Tratamento personalizado
Segundo Passos-Bueno, alguns dos principais avanços no estudo do autismo nos últimos quatro anos foi a constatação de que o distúrbio neurológico está relacionado a mutações específicas em um ou dois genes, que variam de um paciente para ou outro.
Os desafios para os próximos anos serão estudar as vias de sinalização celular envolvidas pelos genes relacionados ao autismo para que se possa tentar desenvolver alternativas de tratamento.
“Precisamos investigar se os genes relacionados ao autismo de cada paciente estão envolvidos com uma ou mais vias de sinalização celular. Se estiverem envolvidos com várias vias de sinalização, será preciso desenvolver quase que uma droga por paciente. Será um tratamento personalizado”, disse.
Outro desafio a ser superado será entender o funcionamento dos genes possivelmente relacionados ao autismo identificados por seu grupo no Centro de Estudos do Genoma Humano para testar o quão semelhantes são entre eles.
Para isso, o grupo utiliza a tecnologia de iPS, que possibilita que células-tronco da polpa de dente de pacientes autistas sejam induzidas a se tornarem pluripotentes, derivando-se em células de todos os tipos, como neurônios.

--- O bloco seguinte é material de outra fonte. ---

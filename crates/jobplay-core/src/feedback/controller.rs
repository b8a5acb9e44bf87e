//! Feedback Loop Controller.
//!
//! ```text
//!            ┌────────────────────────── not valid, attempt < max ─┐
//!            ▼                                                     │
//!   Converting ──► (lint) ──► Reviewing ──► valid ──► Done         │
//!                                 │                                │
//!                                 ├────────────────────────────────┘
//!                                 └──► not valid, attempt == max ──► Exhausted
//! ```
//!
//! Output that fails the structural precheck skips `Reviewing` and takes
//! the not-valid edge directly.
//!
//! Feedback for the next conversion is the last verdict's improvements
//! joined with `"\n"`. Agent errors halt the session; unparseable model
//! output only produces warnings.

use std::sync::atomic::{AtomicBool, Ordering};
use std::sync::Arc;

use chrono::{DateTime, Utc};
use serde::{Deserialize, Serialize};
use uuid::Uuid;

use crate::agent::{ConversionRole, ReviewRole};
use crate::error::{AgentError, SessionError, Warning};
use crate::lint::{LintResult, Linter};
use crate::models::{Feedback, JobDefinition, Playbook, ReviewVerdict};

#[derive(Debug, Clone, Serialize, Deserialize)]
#[serde(default)]
pub struct LoopConfig {
    /// Conversion attempts before giving up; values below 1 count as 1
    pub max_attempts: u32,
    /// Skip the review call when the conversion output is not a playbook
    pub precheck_structure: bool,
}

impl Default for LoopConfig {
    fn default() -> Self {
        Self {
            max_attempts: 3,
            precheck_structure: true,
        }
    }
}

impl LoopConfig {
    pub fn attempt_limit(&self) -> u32 {
        self.max_attempts.max(1)
    }
}

#[derive(Debug, Clone, Copy, PartialEq, Eq, Serialize, Deserialize)]
#[serde(rename_all = "snake_case")]
pub enum LoopState {
    Converting,
    Reviewing,
    Done,
    Exhausted,
}

impl LoopState {
    pub fn is_terminal(&self) -> bool {
        matches!(self, Self::Done | Self::Exhausted)
    }
}

/// Transition out of `Reviewing`, or out of `Converting` when the review
/// was skipped (`valid` is then false).
pub fn next_state(valid: bool, attempt: u32, max_attempts: u32) -> LoopState {
    if valid {
        LoopState::Done
    } else if attempt >= max_attempts.max(1) {
        LoopState::Exhausted
    } else {
        LoopState::Converting
    }
}

/// Cooperative cancellation, checked before every model call.
#[derive(Debug, Clone, Default)]
pub struct CancelToken(Arc<AtomicBool>);

impl CancelToken {
    pub fn new() -> Self {
        Self::default()
    }

    pub fn cancel(&self) {
        self.0.store(true, Ordering::SeqCst);
    }

    pub fn is_cancelled(&self) -> bool {
        self.0.load(Ordering::SeqCst)
    }
}

/// One convert/review round.
#[derive(Debug, Clone, Serialize, Deserialize)]
pub struct AttemptRecord {
    /// 1-based
    pub attempt: u32,
    /// Feedback rendered into this attempt's conversion prompt
    pub feedback: String,
    pub playbook: String,
    #[serde(default, skip_serializing_if = "Option::is_none")]
    pub lint: Option<LintResult>,
    /// Reviewer's raw answer; absent when the review was skipped
    #[serde(default, skip_serializing_if = "Option::is_none")]
    pub review: Option<String>,
    pub verdict: ReviewVerdict,
    #[serde(default, skip_serializing_if = "Vec::is_empty")]
    pub warnings: Vec<Warning>,
}

impl AttemptRecord {
    pub fn reviewed(&self) -> bool {
        self.review.is_some()
    }
}

#[derive(Debug, Clone, Copy, PartialEq, Eq, Serialize, Deserialize)]
#[serde(rename_all = "snake_case")]
pub enum SessionStatus {
    Converged,
    Exhausted,
}

/// Outcome of a session that ran to a terminal state.
#[derive(Debug, Clone, Serialize, Deserialize)]
pub struct SessionReport {
    pub session_id: Uuid,
    #[serde(default, skip_serializing_if = "Option::is_none")]
    pub job_name: Option<String>,
    pub status: SessionStatus,
    /// Last playbook text produced
    pub playbook: String,
    /// Last verdict
    pub verdict: ReviewVerdict,
    pub attempts: Vec<AttemptRecord>,
    /// States entered, starting with `Converting`
    #[serde(default)]
    pub trail: Vec<LoopState>,
    pub started_at: DateTime<Utc>,
    pub finished_at: DateTime<Utc>,
}

impl SessionReport {
    pub fn converged(&self) -> bool {
        self.status == SessionStatus::Converged
    }

    /// Conversions that ran with feedback from a previous review.
    pub fn feedback_iterations(&self) -> usize {
        self.attempts.len().saturating_sub(1)
    }

    pub fn duration_ms(&self) -> i64 {
        (self.finished_at - self.started_at).num_milliseconds()
    }

    pub fn warnings(&self) -> impl Iterator<Item = &Warning> {
        self.attempts.iter().flat_map(|a| a.warnings.iter())
    }
}

/// Drives one conversion session per call. Holds no per-session state, so
/// one instance can serve many jobs concurrently.
pub struct FeedbackLoop {
    converter: ConversionRole,
    reviewer: ReviewRole,
    linter: Option<Arc<dyn Linter>>,
    config: LoopConfig,
}

impl FeedbackLoop {
    pub fn new(converter: ConversionRole, reviewer: ReviewRole) -> Self {
        Self {
            converter,
            reviewer,
            linter: None,
            config: LoopConfig::default(),
        }
    }

    pub fn with_linter(mut self, linter: Arc<dyn Linter>) -> Self {
        self.linter = Some(linter);
        self
    }

    pub fn with_config(mut self, config: LoopConfig) -> Self {
        self.config = config;
        self
    }

    pub fn config(&self) -> &LoopConfig {
        &self.config
    }

    pub fn converter(&self) -> &ConversionRole {
        &self.converter
    }

    pub fn reviewer(&self) -> &ReviewRole {
        &self.reviewer
    }

    pub async fn run_job(&self, job: &JobDefinition) -> Result<SessionReport, SessionError> {
        self.run(&job.to_prompt_json()).await
    }

    /// Run a session on raw job text. The text is passed to both roles verbatim.
    pub async fn run(&self, job_json: &str) -> Result<SessionReport, SessionError> {
        self.run_with_cancel(job_json, &CancelToken::new()).await
    }

    pub async fn run_with_cancel(
        &self,
        job_json: &str,
        cancel: &CancelToken,
    ) -> Result<SessionReport, SessionError> {
        let session_id = Uuid::new_v4();
        let started_at = Utc::now();
        let max_attempts = self.config.attempt_limit();
        let job_name = JobDefinition::from_json(job_json).ok().map(|job| job.job_name);

        tracing::info!(
            "[FeedbackLoop] Session {} started (job: {}, max attempts: {})",
            session_id,
            job_name.as_deref().unwrap_or("<unparsed>"),
            max_attempts
        );

        let mut feedback = Feedback::default();
        let mut attempts: Vec<AttemptRecord> = Vec::new();
        let mut attempt = 0;
        let mut state = LoopState::Converting;
        let mut trail = vec![state];
        let mut current: Option<AttemptRecord> = None;

        while !state.is_terminal() {
            state = match state {
                LoopState::Converting => {
                    attempt += 1;
                    let (record, reviewable) =
                        self.convert_step(job_json, attempt, &feedback, cancel).await?;
                    let next = if reviewable {
                        LoopState::Reviewing
                    } else {
                        next_state(false, attempt, max_attempts)
                    };
                    current = Some(record);
                    next
                }
                LoopState::Reviewing => match current.as_mut() {
                    Some(record) => {
                        self.review_step(job_json, record, cancel).await?;
                        next_state(record.verdict.is_valid(), attempt, max_attempts)
                    }
                    None => LoopState::Converting,
                },
                terminal => terminal,
            };
            trail.push(state);

            if state == LoopState::Reviewing {
                continue;
            }
            if let Some(record) = current.take() {
                tracing::info!(
                    "[FeedbackLoop] Session {} attempt {}/{}: {} → {:?}",
                    session_id,
                    attempt,
                    max_attempts,
                    record.verdict.status,
                    state
                );
                feedback = record.verdict.feedback();
                attempts.push(record);
            }
        }

        let status = match state {
            LoopState::Done => SessionStatus::Converged,
            _ => SessionStatus::Exhausted,
        };
        // The loop body runs at least once.
        let (playbook, verdict) = attempts
            .last()
            .map(|a| (a.playbook.clone(), a.verdict.clone()))
            .unwrap_or_else(|| (String::new(), ReviewVerdict::not_valid("", Vec::new())));

        let report = SessionReport {
            session_id,
            job_name,
            status,
            playbook,
            verdict,
            attempts,
            trail,
            started_at,
            finished_at: Utc::now(),
        };

        if report.converged() {
            tracing::info!(
                "[FeedbackLoop] Session {} converged after {} attempt(s) in {}ms",
                session_id,
                report.attempts.len(),
                report.duration_ms()
            );
        } else {
            tracing::warn!(
                "[FeedbackLoop] Session {} exhausted {} attempt(s) without a valid review",
                session_id,
                max_attempts
            );
        }

        Ok(report)
    }

    /// Convert and precheck. Returns false when the output failed the
    /// precheck; the record then already carries its verdict.
    async fn convert_step(
        &self,
        job_json: &str,
        attempt: u32,
        feedback: &Feedback,
        cancel: &CancelToken,
    ) -> Result<(AttemptRecord, bool), SessionError> {
        let converter = self.converter.agent().name().to_string();

        check_cancel(cancel, &converter, attempt)?;
        let rendered_feedback = feedback.render();
        let playbook = self
            .converter
            .convert(job_json, &rendered_feedback)
            .await
            .map_err(|source| agent_failure(&converter, attempt, source))?;

        let mut record = AttemptRecord {
            attempt,
            feedback: rendered_feedback,
            playbook,
            lint: None,
            review: None,
            verdict: ReviewVerdict::not_valid("", Vec::new()),
            warnings: Vec::new(),
        };

        if self.config.precheck_structure {
            if let Err(e) = Playbook::parse(&record.playbook) {
                let warning = Warning::UnstructuredOutput {
                    stage: converter.clone(),
                    message: e.to_string(),
                };
                tracing::warn!("[FeedbackLoop] Attempt {}: {}", attempt, warning);
                record.warnings.push(warning);
                record.verdict = ReviewVerdict::not_valid(
                    "Conversion output is not a playbook; review skipped.",
                    vec![format!(
                        "Output only the playbook as a JSON list of plays. The previous output could not be parsed: {}",
                        e
                    )],
                );
                return Ok((record, false));
            }
        }

        Ok((record, true))
    }

    async fn review_step(
        &self,
        job_json: &str,
        record: &mut AttemptRecord,
        cancel: &CancelToken,
    ) -> Result<(), SessionError> {
        let reviewer = self.reviewer.agent().name().to_string();
        let attempt = record.attempt;

        let lint_text = match &self.linter {
            Some(linter) => {
                let result = match linter.lint(&record.playbook).await {
                    Ok(result) => result,
                    Err(e) => {
                        let warning = Warning::LintUnavailable {
                            linter: linter.name().to_string(),
                            message: e.to_string(),
                        };
                        tracing::warn!("[FeedbackLoop] Attempt {}: {}", attempt, warning);
                        record.warnings.push(warning);
                        LintResult {
                            passed: false,
                            output: format!("Linter unavailable: {}", e),
                        }
                    }
                };
                let text = result.render();
                record.lint = Some(result);
                text
            }
            None => String::new(),
        };

        check_cancel(cancel, &reviewer, attempt)?;
        let review = self
            .reviewer
            .review(job_json, &record.playbook, &lint_text)
            .await
            .map_err(|source| agent_failure(&reviewer, attempt, source))?;

        record.verdict = match ReviewVerdict::parse(&review) {
            Ok(verdict) => {
                if let Some(anomaly) = verdict.anomaly() {
                    tracing::warn!("[FeedbackLoop] Attempt {}: {}", attempt, anomaly);
                    record.warnings.push(anomaly);
                }
                verdict
            }
            Err(e) => {
                let warning = Warning::UnstructuredOutput {
                    stage: reviewer.clone(),
                    message: e.to_string(),
                };
                tracing::warn!("[FeedbackLoop] Attempt {}: {}", attempt, warning);
                record.warnings.push(warning);
                ReviewVerdict::not_valid(
                    "Review output could not be parsed; using it verbatim as feedback.",
                    vec![review.trim().to_string()],
                )
            }
        };
        record.review = Some(review);

        Ok(())
    }
}

fn check_cancel(cancel: &CancelToken, stage: &str, attempt: u32) -> Result<(), SessionError> {
    if cancel.is_cancelled() {
        tracing::info!("[FeedbackLoop] Cancelled before {} on attempt {}", stage, attempt);
        return Err(SessionError::Cancelled {
            stage: stage.to_string(),
            attempt,
        });
    }
    Ok(())
}

fn agent_failure(role: &str, attempt: u32, source: AgentError) -> SessionError {
    tracing::error!("[FeedbackLoop] {} failed on attempt {}: {}", role, attempt, source);
    SessionError::Agent {
        role: role.to_string(),
        attempt,
        source,
    }
}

Por meio de uma colaboração iniciada na pesquisa sobre o gene TRPC-6 com o brasileiro Alysson Muotri, da Universidade da Califórnia em San Diego, o grupo de pesquisa passou a dominar a técnica e a implantou no CEGH para dar continuidade ao projeto.
Os pesquisadores do centro também pretendem utilizar outros modelos mais simples para estudar o funcionamento dos genes relacionados ao autismo, como em drosófilas e peixe-zebra (Danio renio), antes de partir para modelos mais complexos, como camundongos ou a própria iPS.
“A vantagem desses modelos mais simples é a possibilidade de testar combinações de vários genes e realizar mais de uma mutação para analisar sua relação com o funcionamento neuronal a um custo relativamente mais baixo do que a iPS e o modelos utilizados”, disse Passos-Bueno.